Brief: In the entries below, find each line with the string "async" and copy it.

The records:
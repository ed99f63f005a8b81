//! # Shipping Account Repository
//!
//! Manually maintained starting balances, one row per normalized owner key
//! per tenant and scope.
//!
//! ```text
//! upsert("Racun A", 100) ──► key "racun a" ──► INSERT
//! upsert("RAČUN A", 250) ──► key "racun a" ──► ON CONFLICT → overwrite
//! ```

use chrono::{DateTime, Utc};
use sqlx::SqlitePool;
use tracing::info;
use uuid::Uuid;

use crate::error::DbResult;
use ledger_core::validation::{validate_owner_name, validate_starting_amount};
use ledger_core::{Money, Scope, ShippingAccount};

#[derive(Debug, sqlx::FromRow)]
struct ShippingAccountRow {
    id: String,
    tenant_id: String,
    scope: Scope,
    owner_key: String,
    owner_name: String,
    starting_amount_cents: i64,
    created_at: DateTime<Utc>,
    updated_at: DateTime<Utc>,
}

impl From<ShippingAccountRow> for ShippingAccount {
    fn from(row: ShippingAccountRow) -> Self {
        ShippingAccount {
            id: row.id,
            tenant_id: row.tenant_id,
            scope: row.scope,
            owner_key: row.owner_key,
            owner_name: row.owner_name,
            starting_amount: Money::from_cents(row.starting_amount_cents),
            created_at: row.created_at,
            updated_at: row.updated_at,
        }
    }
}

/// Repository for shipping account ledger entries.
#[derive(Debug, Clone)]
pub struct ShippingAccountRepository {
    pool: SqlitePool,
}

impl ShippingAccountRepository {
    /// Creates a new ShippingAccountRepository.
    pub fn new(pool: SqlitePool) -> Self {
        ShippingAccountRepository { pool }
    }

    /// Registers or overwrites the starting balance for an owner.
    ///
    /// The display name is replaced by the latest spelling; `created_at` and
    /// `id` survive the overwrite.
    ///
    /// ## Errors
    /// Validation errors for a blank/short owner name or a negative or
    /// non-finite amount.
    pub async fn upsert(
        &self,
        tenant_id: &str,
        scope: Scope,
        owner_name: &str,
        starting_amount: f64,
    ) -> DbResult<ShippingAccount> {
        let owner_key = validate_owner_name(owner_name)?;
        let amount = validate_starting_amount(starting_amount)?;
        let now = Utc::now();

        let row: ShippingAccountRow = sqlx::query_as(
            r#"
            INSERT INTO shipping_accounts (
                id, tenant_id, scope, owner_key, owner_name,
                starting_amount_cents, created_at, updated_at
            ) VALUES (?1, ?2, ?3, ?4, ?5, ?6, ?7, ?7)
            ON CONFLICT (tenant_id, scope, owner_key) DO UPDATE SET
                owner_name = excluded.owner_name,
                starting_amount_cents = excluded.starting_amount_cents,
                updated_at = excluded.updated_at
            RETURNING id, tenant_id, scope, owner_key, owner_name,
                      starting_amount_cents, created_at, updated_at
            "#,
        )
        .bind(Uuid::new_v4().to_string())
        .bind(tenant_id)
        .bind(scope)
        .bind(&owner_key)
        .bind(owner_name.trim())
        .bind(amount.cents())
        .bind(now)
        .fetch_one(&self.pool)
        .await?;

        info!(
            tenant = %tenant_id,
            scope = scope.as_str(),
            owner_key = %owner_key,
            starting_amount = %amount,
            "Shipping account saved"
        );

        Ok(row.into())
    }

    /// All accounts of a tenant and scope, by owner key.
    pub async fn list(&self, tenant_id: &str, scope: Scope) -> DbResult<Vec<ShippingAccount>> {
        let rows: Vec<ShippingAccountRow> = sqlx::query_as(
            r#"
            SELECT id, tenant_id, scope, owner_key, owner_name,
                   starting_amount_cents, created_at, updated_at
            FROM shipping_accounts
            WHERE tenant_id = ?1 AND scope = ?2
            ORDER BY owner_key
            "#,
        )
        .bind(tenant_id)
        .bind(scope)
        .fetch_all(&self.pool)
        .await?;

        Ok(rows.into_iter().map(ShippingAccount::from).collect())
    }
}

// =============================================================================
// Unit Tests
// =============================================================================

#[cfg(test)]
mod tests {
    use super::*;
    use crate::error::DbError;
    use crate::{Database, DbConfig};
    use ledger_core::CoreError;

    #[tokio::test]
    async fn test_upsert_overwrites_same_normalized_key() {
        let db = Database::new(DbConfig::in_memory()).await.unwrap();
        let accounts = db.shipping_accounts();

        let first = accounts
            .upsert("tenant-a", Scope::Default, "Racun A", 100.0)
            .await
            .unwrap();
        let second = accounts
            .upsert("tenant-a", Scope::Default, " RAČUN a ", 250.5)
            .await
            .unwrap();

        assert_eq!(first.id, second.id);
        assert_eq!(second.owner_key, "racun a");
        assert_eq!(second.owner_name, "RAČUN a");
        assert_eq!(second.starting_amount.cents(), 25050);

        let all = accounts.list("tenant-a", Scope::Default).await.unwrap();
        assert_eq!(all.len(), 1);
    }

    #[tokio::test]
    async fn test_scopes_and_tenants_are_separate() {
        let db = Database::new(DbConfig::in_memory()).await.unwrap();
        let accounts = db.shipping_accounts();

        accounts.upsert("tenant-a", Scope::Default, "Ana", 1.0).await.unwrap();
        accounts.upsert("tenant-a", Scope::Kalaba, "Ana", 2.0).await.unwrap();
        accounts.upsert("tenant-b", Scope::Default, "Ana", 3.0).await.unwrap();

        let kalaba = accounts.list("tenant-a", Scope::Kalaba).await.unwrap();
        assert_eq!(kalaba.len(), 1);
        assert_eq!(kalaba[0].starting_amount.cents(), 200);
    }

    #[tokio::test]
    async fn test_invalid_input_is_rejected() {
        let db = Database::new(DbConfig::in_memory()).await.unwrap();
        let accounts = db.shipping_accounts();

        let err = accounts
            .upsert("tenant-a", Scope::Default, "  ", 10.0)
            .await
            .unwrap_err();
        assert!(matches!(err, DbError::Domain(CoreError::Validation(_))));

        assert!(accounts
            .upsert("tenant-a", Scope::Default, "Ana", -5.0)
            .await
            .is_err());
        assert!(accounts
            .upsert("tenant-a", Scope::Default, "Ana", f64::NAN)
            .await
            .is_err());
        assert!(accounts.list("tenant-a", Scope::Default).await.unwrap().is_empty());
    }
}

Response to this exercise:
    pub async fn upsert(
    pub async fn list(&self, tenant_id: &str, scope: Scope) -> DbResult<Vec<ShippingAccount>> {
    async fn test_upsert_overwrites_same_normalized_key() {
    async fn test_scopes_and_tenants_are_separate() {
    async fn test_invalid_input_is_rejected() {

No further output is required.